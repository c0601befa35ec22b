// MIT License - Copyright (c) 2026 Peter Wright
// Serial transport

use std::future::Future;
use std::time::Duration;

use serde::Deserialize;
use tokio::io::AsyncRead;
use tokio_serial::{SerialPort, SerialPortBuilderExt, SerialStream};
use tracing::debug;

use crate::error::Result;

/// Serial parity as written in the config file.
#[derive(Debug, Clone, Copy, PartialEq, Eq, Deserialize)]
#[serde(rename_all = "lowercase")]
pub enum Parity {
    None,
    Even,
    Odd,
}

impl From<Parity> for tokio_serial::Parity {
    fn from(p: Parity) -> Self {
        match p {
            Parity::None => tokio_serial::Parity::None,
            Parity::Even => tokio_serial::Parity::Even,
            Parity::Odd => tokio_serial::Parity::Odd,
        }
    }
}

/// Line settings of the panel's printer port.
#[derive(Debug, Clone, PartialEq, Eq)]
pub struct SerialSettings {
    pub baud_rate: u32,
    pub data_bits: u8,
    pub parity: Parity,
    pub stop_bits: u8,
    pub software_flow_control: bool,
    /// Upper bound on a single read; the ingestion loop re-checks
    /// cancellation and model changes at least this often.
    pub read_timeout: Duration,
}

impl Default for SerialSettings {
    fn default() -> Self {
        Self {
            baud_rate: 9600,
            data_bits: 8,
            parity: Parity::None,
            stop_bits: 1,
            software_flow_control: false,
            read_timeout: Duration::from_secs(1),
        }
    }
}

impl SerialSettings {
    fn data_bits(&self) -> tokio_serial::DataBits {
        match self.data_bits {
            5 => tokio_serial::DataBits::Five,
            6 => tokio_serial::DataBits::Six,
            7 => tokio_serial::DataBits::Seven,
            _ => tokio_serial::DataBits::Eight,
        }
    }

    fn stop_bits(&self) -> tokio_serial::StopBits {
        if self.stop_bits == 2 {
            tokio_serial::StopBits::Two
        } else {
            tokio_serial::StopBits::One
        }
    }

    fn flow_control(&self) -> tokio_serial::FlowControl {
        if self.software_flow_control {
            tokio_serial::FlowControl::Software
        } else {
            tokio_serial::FlowControl::None
        }
    }
}

/// Per-field overrides from the config file, applied on top of the active
/// panel model's defaults.
#[derive(Debug, Clone, Default, PartialEq, Eq, Deserialize)]
pub struct SerialOverrides {
    pub baud_rate: Option<u32>,
    pub data_bits: Option<u8>,
    pub parity: Option<Parity>,
    pub stop_bits: Option<u8>,
    pub software_flow_control: Option<bool>,
    pub read_timeout_ms: Option<u64>,
}

impl SerialOverrides {
    pub fn apply(&self, base: SerialSettings) -> SerialSettings {
        SerialSettings {
            baud_rate: self.baud_rate.unwrap_or(base.baud_rate),
            data_bits: self.data_bits.unwrap_or(base.data_bits),
            parity: self.parity.unwrap_or(base.parity),
            stop_bits: self.stop_bits.unwrap_or(base.stop_bits),
            software_flow_control: self
                .software_flow_control
                .unwrap_or(base.software_flow_control),
            read_timeout: self
                .read_timeout_ms
                .map(Duration::from_millis)
                .unwrap_or(base.read_timeout),
        }
    }
}

/// An open serial connection. Exactly one is held at a time by the
/// ingestion engine; it is dropped on any I/O error.
pub trait SerialLink: AsyncRead + Unpin + Send {
    /// Throw away bytes the driver has buffered but we have not read.
    fn discard_input(&mut self) -> std::io::Result<()>;
}

impl SerialLink for SerialStream {
    fn discard_input(&mut self) -> std::io::Result<()> {
        self.clear(tokio_serial::ClearBuffer::Input)
            .map_err(std::io::Error::from)
    }
}

/// Opens serial links. The seam between the ingestion engine and the OS.
pub trait PortOpener: Send + Sync + 'static {
    type Link: SerialLink + 'static;

    fn open(&self, settings: &SerialSettings) -> impl Future<Output = Result<Self::Link>> + Send;
}

/// Opens a real device node (e.g. `/dev/ttyUSB0`).
#[derive(Debug, Clone)]
pub struct DevicePortOpener {
    path: String,
}

impl DevicePortOpener {
    pub fn new(path: impl Into<String>) -> Self {
        Self { path: path.into() }
    }

    pub fn path(&self) -> &str {
        &self.path
    }
}

impl PortOpener for DevicePortOpener {
    type Link = SerialStream;

    async fn open(&self, settings: &SerialSettings) -> Result<SerialStream> {
        debug!(
            "Opening {} at {} baud ({}{:?}{})",
            self.path, settings.baud_rate, settings.data_bits, settings.parity, settings.stop_bits
        );
        let stream = tokio_serial::new(&self.path, settings.baud_rate)
            .data_bits(settings.data_bits())
            .parity(settings.parity.into())
            .stop_bits(settings.stop_bits())
            .flow_control(settings.flow_control())
            .timeout(settings.read_timeout)
            .open_native_async()?;
        Ok(stream)
    }
}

◆ **DIRECTIONS FOR THIS TASK**
Transcribe the data in full, matching every line exactly.

◆ **TASK RESPONSE**
repository c0601befa35ec22b
// MIT License - Copyright (c) 2026 Peter Wright
// Serial transport

use std::future::Future;
use std::time::Duration;

use serde::Deserialize;
use tokio::io::AsyncRead;
use tokio_serial::{SerialPort, SerialPortBuilderExt, SerialStream};
use tracing::debug;

use crate::error::Result;

/// Serial parity as written in the config file.
#[derive(Debug, Clone, Copy, PartialEq, Eq, Deserialize)]
#[serde(rename_all = "lowercase")]
pub enum Parity {
    None,
    Even,
    Odd,
}

impl From<Parity> for tokio_serial::Parity {
    fn from(p: Parity) -> Self {
        match p {
            Parity::None => tokio_serial::Parity::None,
            Parity::Even => tokio_serial::Parity::Even,
            Parity::Odd => tokio_serial::Parity::Odd,
        }
    }
}

/// Line settings of the panel's printer port.
#[derive(Debug, Clone, PartialEq, Eq)]
pub struct SerialSettings {
    pub baud_rate: u32,
    pub data_bits: u8,
    pub parity: Parity,
    pub stop_bits: u8,
    pub software_flow_control: bool,
    /// Upper bound on a single read; the ingestion loop re-checks
    /// cancellation and model changes at least this often.
    pub read_timeout: Duration,
}

impl Default for SerialSettings {
    fn default() -> Self {
        Self {
            baud_rate: 9600,
            data_bits: 8,
            parity: Parity::None,
            stop_bits: 1,
            software_flow_control: false,
            read_timeout: Duration::from_secs(1),
        }
    }
}

impl SerialSettings {
    fn data_bits(&self) -> tokio_serial::DataBits {
        match self.data_bits {
            5 => tokio_serial::DataBits::Five,
            6 => tokio_serial::DataBits::Six,
            7 => tokio_serial::DataBits::Seven,
            _ => tokio_serial::DataBits::Eight,
        }
    }

    fn stop_bits(&self) -> tokio_serial::StopBits {
        if self.stop_bits == 2 {
            tokio_serial::StopBits::Two
        } else {
            tokio_serial::StopBits::One
        }
    }

    fn flow_control(&self) -> tokio_serial::FlowControl {
        if self.software_flow_control {
            tokio_serial::FlowControl::Software
        } else {
            tokio_serial::FlowControl::None
        }
    }
}

/// Per-field overrides from the config file, applied on top of the active
/// panel model's defaults.
#[derive(Debug, Clone, Default, PartialEq, Eq, Deserialize)]
pub struct SerialOverrides {
    pub baud_rate: Option<u32>,
    pub data_bits: Option<u8>,
    pub parity: Option<Parity>,
    pub stop_bits: Option<u8>,
    pub software_flow_control: Option<bool>,
    pub read_timeout_ms: Option<u64>,
}

impl SerialOverrides {
    pub fn apply(&self, base: SerialSettings) -> SerialSettings {
        SerialSettings {
            baud_rate: self.baud_rate.unwrap_or(base.baud_rate),
            data_bits: self.data_bits.unwrap_or(base.data_bits),
            parity: self.parity.unwrap_or(base.parity),
            stop_bits: self.stop_bits.unwrap_or(base.stop_bits),
            software_flow_control: self
                .software_flow_control
                .unwrap_or(base.software_flow_control),
            read_timeout: self
                .read_timeout_ms
                .map(Duration::from_millis)
                .unwrap_or(base.read_timeout),
        }
    }
}

/// An open serial connection. Exactly one is held at a time by the
/// ingestion engine; it is dropped on any I/O error.
pub trait SerialLink: AsyncRead + Unpin + Send {
    /// Throw away bytes the driver has buffered but we have not read.
    fn discard_input(&mut self) -> std::io::Result<()>;
}

impl SerialLink for SerialStream {
    fn discard_input(&mut self) -> std::io::Result<()> {
        self.clear(tokio_serial::ClearBuffer::Input)
            .map_err(std::io::Error::from)
    }
}

/// Opens serial links. The seam between the ingestion engine and the OS.
pub trait PortOpener: Send + Sync + 'static {
    type Link: SerialLink + 'static;

    fn open(&self, settings: &SerialSettings) -> impl Future<Output = Result<Self::Link>> + Send;
}

/// Opens a real device node (e.g. `/dev/ttyUSB0`).
#[derive(Debug, Clone)]
pub struct DevicePortOpener {
    path: String,
}

impl DevicePortOpener {
    pub fn new(path: impl Into<String>) -> Self {
        Self { path: path.into() }
    }

    pub fn path(&self) -> &str {
        &self.path
    }
}

impl PortOpener for DevicePortOpener {
    type Link = SerialStream;

    async fn open(&self, settings: &SerialSettings) -> Result<SerialStream> {
        debug!(
            "Opening {} at {} baud ({}{:?}{})",
            self.path, settings.baud_rate, settings.data_bits, settings.parity, settings.stop_bits
        );
        let stream = tokio_serial::new(&self.path, settings.baud_rate)
            .data_bits(settings.data_bits())
            .parity(settings.parity.into())
            .stop_bits(settings.stop_bits())
            .flow_control(settings.flow_control())
            .timeout(settings.read_timeout)
            .open_native_async()?;
        Ok(stream)
    }
}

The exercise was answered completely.